LISTED ENTRIES ▸
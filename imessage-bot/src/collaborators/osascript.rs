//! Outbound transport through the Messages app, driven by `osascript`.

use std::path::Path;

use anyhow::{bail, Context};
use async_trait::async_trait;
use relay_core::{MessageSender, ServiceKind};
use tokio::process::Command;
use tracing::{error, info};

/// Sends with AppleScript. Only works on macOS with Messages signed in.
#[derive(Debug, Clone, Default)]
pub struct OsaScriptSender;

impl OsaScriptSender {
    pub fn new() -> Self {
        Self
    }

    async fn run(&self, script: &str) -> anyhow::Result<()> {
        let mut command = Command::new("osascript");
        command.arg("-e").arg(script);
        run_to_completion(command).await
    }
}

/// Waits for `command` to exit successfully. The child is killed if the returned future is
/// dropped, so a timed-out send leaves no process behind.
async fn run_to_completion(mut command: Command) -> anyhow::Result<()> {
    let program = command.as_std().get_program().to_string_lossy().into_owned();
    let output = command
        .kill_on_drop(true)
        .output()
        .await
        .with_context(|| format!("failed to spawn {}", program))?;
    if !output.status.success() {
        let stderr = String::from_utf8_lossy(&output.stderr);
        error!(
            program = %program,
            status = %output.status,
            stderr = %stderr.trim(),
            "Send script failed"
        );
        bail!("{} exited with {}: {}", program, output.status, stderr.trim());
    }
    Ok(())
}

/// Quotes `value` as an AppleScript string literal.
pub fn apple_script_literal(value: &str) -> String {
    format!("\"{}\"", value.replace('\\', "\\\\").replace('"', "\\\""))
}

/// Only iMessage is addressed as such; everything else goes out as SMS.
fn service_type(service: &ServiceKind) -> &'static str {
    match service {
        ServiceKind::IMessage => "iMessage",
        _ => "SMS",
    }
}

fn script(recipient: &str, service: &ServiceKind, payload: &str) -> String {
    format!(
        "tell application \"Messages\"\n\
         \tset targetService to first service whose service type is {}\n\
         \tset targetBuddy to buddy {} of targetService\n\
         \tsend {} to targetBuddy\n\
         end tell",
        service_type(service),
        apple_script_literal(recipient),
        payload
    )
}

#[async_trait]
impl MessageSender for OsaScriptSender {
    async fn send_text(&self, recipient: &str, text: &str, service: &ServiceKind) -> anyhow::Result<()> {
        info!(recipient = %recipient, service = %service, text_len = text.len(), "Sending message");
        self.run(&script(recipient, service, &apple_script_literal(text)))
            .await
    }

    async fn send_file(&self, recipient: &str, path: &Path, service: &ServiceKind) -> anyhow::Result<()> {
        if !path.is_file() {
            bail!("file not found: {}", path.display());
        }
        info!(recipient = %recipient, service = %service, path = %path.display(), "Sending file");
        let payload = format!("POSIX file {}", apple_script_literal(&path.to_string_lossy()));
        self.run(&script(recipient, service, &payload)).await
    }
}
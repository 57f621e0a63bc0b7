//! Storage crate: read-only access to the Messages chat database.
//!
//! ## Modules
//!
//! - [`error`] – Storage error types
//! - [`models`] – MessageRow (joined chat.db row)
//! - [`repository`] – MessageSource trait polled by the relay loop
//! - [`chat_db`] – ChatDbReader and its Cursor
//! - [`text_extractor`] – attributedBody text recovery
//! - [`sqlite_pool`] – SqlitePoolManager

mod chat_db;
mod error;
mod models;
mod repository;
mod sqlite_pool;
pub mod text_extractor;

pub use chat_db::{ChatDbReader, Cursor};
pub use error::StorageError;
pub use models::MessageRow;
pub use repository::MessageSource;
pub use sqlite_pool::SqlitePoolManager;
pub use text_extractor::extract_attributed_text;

WHAT YOU WILL DO ▸
Retype the data in full, and keep every line identical to the original.

RESULT BELOW ▸
filename imessage-bot/src/collaborators/osascript.rs
//! Outbound transport through the Messages app, driven by `osascript`.

use std::path::Path;

use anyhow::{bail, Context};
use async_trait::async_trait;
use relay_core::{MessageSender, ServiceKind};
use tokio::process::Command;
use tracing::{error, info};

/// Sends with AppleScript. Only works on macOS with Messages signed in.
#[derive(Debug, Clone, Default)]
pub struct OsaScriptSender;

impl OsaScriptSender {
    pub fn new() -> Self {
        Self
    }

    async fn run(&self, script: &str) -> anyhow::Result<()> {
        let mut command = Command::new("osascript");
        command.arg("-e").arg(script);
        run_to_completion(command).await
    }
}

/// Waits for `command` to exit successfully. The child is killed if the returned future is
/// dropped, so a timed-out send leaves no process behind.
async fn run_to_completion(mut command: Command) -> anyhow::Result<()> {
    let program = command.as_std().get_program().to_string_lossy().into_owned();
    let output = command
        .kill_on_drop(true)
        .output()
        .await
        .with_context(|| format!("failed to spawn {}", program))?;
    if !output.status.success() {
        let stderr = String::from_utf8_lossy(&output.stderr);
        error!(
            program = %program,
            status = %output.status,
            stderr = %stderr.trim(),
            "Send script failed"
        );
        bail!("{} exited with {}: {}", program, output.status, stderr.trim());
    }
    Ok(())
}

/// Quotes `value` as an AppleScript string literal.
pub fn apple_script_literal(value: &str) -> String {
    format!("\"{}\"", value.replace('\\', "\\\\").replace('"', "\\\""))
}

/// Only iMessage is addressed as such; everything else goes out as SMS.
fn service_type(service: &ServiceKind) -> &'static str {
    match service {
        ServiceKind::IMessage => "iMessage",
        _ => "SMS",
    }
}

fn script(recipient: &str, service: &ServiceKind, payload: &str) -> String {
    format!(
        "tell application \"Messages\"\n\
         \tset targetService to first service whose service type is {}\n\
         \tset targetBuddy to buddy {} of targetService\n\
         \tsend {} to targetBuddy\n\
         end tell",
        service_type(service),
        apple_script_literal(recipient),
        payload
    )
}

#[async_trait]
impl MessageSender for OsaScriptSender {
    async fn send_text(&self, recipient: &str, text: &str, service: &ServiceKind) -> anyhow::Result<()> {
        info!(recipient = %recipient, service = %service, text_len = text.len(), "Sending message");
        self.run(&script(recipient, service, &apple_script_literal(text)))
            .await
    }

    async fn send_file(&self, recipient: &str, path: &Path, service: &ServiceKind) -> anyhow::Result<()> {
        if !path.is_file() {
            bail!("file not found: {}", path.display());
        }
        info!(recipient = %recipient, service = %service, path = %path.display(), "Sending file");
        let payload = format!("POSIX file {}", apple_script_literal(&path.to_string_lossy()));
        self.run(&script(recipient, service, &payload)).await
    }
}
repository 57f621e0a63bc0b7
//! Storage crate: read-only access to the Messages chat database.
//!
//! ## Modules
//!
//! - [`error`] – Storage error types
//! - [`models`] – MessageRow (joined chat.db row)
//! - [`repository`] – MessageSource trait polled by the relay loop
//! - [`chat_db`] – ChatDbReader and its Cursor
//! - [`text_extractor`] – attributedBody text recovery
//! - [`sqlite_pool`] – SqlitePoolManager

mod chat_db;
mod error;
mod models;
mod repository;
mod sqlite_pool;
pub mod text_extractor;

pub use chat_db::{ChatDbReader, Cursor};
pub use error::StorageError;
pub use models::MessageRow;
pub use repository::MessageSource;
pub use sqlite_pool::SqlitePoolManager;
pub use text_extractor::extract_attributed_text;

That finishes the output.